● PROBLEM: Using the entries below, copy out all lines where "ErrorKind" is found.

● DATA FOR PROCESSING:
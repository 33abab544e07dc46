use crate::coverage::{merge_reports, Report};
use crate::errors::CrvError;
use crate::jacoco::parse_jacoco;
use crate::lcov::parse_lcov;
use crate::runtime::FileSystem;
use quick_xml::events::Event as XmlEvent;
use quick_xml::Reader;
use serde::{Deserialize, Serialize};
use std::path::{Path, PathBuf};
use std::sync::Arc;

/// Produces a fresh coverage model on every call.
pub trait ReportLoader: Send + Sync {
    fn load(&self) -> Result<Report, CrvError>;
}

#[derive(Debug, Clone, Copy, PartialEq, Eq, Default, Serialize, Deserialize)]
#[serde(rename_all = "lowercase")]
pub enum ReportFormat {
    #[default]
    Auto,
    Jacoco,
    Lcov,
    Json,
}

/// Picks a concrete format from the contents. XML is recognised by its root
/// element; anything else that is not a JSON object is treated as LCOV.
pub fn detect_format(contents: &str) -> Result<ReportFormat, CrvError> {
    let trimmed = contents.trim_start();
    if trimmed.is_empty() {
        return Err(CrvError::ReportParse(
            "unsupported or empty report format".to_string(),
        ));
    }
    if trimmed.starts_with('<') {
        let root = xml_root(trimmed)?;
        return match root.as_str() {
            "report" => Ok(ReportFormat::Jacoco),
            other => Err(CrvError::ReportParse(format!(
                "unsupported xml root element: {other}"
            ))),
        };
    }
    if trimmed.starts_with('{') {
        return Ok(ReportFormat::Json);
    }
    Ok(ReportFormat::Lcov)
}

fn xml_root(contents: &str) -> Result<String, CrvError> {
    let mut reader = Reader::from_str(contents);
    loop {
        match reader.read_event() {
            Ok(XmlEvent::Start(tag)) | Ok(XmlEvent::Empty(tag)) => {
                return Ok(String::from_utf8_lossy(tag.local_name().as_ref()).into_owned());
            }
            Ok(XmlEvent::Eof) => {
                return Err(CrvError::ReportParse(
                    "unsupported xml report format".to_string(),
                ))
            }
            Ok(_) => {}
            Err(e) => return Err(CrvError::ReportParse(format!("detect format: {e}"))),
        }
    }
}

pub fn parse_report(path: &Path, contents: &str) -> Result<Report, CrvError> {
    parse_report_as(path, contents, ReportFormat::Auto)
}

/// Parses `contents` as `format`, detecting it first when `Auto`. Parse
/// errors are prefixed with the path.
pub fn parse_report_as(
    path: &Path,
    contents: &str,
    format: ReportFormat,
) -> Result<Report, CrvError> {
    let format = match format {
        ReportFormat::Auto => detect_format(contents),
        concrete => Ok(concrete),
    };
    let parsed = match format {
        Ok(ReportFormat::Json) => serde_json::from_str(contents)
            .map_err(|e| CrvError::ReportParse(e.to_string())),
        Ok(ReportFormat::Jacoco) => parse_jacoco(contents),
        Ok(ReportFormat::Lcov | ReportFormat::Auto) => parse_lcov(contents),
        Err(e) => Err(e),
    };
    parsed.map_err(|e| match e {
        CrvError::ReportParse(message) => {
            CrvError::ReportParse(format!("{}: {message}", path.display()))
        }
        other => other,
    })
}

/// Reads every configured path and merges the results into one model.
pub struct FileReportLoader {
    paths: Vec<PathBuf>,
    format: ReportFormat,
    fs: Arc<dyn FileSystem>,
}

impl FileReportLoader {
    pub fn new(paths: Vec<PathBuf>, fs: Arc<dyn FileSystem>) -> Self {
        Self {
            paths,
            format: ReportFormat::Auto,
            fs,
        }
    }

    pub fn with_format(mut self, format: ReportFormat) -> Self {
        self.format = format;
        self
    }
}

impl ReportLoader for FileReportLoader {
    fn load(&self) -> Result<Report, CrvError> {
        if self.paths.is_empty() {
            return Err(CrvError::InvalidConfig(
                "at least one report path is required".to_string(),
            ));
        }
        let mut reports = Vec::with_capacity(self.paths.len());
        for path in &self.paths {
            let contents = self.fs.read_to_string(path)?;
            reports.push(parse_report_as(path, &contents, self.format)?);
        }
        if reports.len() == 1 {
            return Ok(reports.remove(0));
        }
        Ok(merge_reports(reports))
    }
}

--

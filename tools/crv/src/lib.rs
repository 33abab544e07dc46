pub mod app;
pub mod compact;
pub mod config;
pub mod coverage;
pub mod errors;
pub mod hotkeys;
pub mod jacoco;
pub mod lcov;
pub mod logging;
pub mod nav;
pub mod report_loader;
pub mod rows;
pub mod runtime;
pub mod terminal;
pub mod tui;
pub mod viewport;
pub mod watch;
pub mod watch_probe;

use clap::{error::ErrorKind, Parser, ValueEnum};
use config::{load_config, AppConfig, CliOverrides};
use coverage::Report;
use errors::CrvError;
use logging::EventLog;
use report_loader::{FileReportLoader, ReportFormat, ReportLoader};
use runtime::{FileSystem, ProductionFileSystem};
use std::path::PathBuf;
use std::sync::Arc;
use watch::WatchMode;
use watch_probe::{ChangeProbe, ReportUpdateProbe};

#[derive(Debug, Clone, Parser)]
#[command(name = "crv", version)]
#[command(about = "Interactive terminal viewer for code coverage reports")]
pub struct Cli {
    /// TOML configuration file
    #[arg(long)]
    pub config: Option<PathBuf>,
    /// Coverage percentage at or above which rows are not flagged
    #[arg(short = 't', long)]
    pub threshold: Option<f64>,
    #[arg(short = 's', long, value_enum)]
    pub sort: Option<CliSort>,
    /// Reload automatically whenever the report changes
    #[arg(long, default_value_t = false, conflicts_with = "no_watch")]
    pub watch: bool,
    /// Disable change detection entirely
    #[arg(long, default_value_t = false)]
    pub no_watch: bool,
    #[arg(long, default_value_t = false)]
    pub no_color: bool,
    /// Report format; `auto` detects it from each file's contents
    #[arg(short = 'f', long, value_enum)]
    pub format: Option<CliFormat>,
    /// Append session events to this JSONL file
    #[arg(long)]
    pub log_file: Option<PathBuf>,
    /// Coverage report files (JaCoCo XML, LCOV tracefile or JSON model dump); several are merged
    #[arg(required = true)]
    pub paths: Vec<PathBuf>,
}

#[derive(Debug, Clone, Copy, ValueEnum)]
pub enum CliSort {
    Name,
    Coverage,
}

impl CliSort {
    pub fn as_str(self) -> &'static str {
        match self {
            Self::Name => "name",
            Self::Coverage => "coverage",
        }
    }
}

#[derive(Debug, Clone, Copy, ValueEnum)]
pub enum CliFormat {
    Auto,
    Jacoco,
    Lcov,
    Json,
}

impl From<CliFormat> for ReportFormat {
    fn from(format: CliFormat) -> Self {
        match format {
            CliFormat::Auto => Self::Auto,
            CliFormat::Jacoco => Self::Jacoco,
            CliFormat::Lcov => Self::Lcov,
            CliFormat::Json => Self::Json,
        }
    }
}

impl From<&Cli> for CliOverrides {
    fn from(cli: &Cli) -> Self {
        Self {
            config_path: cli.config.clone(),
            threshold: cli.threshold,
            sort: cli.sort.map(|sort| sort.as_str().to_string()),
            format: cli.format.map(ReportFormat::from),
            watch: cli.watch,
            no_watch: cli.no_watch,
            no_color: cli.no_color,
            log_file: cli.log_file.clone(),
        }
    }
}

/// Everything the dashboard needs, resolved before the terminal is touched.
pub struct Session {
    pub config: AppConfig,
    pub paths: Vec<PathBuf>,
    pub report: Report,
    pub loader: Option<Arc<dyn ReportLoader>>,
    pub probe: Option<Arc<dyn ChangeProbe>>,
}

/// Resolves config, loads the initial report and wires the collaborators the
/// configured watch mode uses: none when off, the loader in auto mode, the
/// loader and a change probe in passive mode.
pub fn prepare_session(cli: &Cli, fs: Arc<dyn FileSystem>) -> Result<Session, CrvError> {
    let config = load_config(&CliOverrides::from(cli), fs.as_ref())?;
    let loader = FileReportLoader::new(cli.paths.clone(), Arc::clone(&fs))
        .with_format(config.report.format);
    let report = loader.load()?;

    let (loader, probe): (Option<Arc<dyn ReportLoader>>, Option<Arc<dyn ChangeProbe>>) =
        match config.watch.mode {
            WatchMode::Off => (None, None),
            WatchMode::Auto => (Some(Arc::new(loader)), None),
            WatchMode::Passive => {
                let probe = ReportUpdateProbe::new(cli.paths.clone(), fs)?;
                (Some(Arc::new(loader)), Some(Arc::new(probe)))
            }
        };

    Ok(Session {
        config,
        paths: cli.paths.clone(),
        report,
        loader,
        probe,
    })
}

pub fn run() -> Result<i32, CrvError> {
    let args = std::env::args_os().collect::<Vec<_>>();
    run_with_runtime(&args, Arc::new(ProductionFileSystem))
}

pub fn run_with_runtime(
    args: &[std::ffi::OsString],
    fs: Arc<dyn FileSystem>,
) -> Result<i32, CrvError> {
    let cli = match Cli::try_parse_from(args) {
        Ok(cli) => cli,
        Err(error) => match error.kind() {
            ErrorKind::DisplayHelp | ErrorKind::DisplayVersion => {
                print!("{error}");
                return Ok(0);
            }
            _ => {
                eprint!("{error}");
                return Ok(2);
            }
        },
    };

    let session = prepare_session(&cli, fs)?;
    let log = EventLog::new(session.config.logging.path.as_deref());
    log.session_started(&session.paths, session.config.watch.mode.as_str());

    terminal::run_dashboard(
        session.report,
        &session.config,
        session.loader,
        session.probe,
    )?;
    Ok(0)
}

---

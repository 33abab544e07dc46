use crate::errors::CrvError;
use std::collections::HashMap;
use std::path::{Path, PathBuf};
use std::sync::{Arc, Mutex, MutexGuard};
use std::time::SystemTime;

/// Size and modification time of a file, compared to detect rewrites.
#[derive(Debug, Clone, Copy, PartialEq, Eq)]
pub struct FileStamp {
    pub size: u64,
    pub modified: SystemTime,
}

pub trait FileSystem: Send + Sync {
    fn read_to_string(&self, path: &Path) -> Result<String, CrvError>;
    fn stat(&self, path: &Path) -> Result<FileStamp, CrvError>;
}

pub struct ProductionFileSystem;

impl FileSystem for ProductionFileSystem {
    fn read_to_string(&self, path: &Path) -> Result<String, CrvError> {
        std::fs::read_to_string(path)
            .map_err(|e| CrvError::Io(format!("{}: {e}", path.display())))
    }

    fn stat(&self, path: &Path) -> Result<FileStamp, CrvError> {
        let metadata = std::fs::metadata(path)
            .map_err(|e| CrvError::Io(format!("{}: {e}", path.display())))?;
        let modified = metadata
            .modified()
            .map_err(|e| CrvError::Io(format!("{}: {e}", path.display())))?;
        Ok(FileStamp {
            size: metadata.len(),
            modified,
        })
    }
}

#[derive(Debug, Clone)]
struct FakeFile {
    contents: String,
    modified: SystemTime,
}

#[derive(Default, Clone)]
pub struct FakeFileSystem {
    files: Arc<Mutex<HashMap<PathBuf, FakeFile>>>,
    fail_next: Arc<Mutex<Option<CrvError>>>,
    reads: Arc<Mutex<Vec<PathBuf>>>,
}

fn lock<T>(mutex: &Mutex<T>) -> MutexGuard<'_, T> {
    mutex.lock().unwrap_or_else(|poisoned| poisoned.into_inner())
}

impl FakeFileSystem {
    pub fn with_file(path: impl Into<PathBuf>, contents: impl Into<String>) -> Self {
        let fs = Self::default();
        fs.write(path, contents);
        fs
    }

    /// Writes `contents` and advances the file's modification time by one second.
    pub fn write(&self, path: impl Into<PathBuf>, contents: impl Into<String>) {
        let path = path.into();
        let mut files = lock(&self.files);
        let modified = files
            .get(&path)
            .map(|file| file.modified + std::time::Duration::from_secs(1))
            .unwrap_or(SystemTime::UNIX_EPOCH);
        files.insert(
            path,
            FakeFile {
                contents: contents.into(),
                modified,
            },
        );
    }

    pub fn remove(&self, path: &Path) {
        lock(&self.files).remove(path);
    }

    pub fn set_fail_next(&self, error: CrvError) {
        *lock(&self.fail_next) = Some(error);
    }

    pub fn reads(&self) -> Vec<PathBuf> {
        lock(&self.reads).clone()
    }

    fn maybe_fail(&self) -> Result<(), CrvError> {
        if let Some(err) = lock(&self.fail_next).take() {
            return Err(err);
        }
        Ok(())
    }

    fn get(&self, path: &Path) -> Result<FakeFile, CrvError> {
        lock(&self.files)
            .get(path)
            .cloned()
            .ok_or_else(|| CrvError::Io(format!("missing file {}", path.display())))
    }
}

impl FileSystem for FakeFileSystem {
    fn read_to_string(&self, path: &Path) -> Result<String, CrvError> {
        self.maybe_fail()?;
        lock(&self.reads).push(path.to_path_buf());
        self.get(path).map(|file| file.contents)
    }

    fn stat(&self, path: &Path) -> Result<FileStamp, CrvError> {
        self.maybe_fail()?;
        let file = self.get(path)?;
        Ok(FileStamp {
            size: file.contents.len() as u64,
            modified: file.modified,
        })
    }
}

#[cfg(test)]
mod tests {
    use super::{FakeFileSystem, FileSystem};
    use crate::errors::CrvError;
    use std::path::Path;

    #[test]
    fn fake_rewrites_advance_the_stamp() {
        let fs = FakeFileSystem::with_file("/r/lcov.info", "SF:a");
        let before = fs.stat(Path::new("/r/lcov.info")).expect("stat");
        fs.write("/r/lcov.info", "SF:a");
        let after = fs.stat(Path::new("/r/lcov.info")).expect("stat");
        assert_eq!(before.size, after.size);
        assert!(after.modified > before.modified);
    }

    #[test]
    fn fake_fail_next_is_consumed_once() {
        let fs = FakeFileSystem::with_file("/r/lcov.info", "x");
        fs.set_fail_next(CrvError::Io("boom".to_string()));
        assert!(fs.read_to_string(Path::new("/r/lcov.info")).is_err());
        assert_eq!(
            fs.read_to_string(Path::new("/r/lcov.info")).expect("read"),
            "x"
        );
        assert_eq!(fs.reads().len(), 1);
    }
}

● WRITTEN ANSWER:
use clap::{error::ErrorKind, Parser, ValueEnum};
            ErrorKind::DisplayHelp | ErrorKind::DisplayVersion => {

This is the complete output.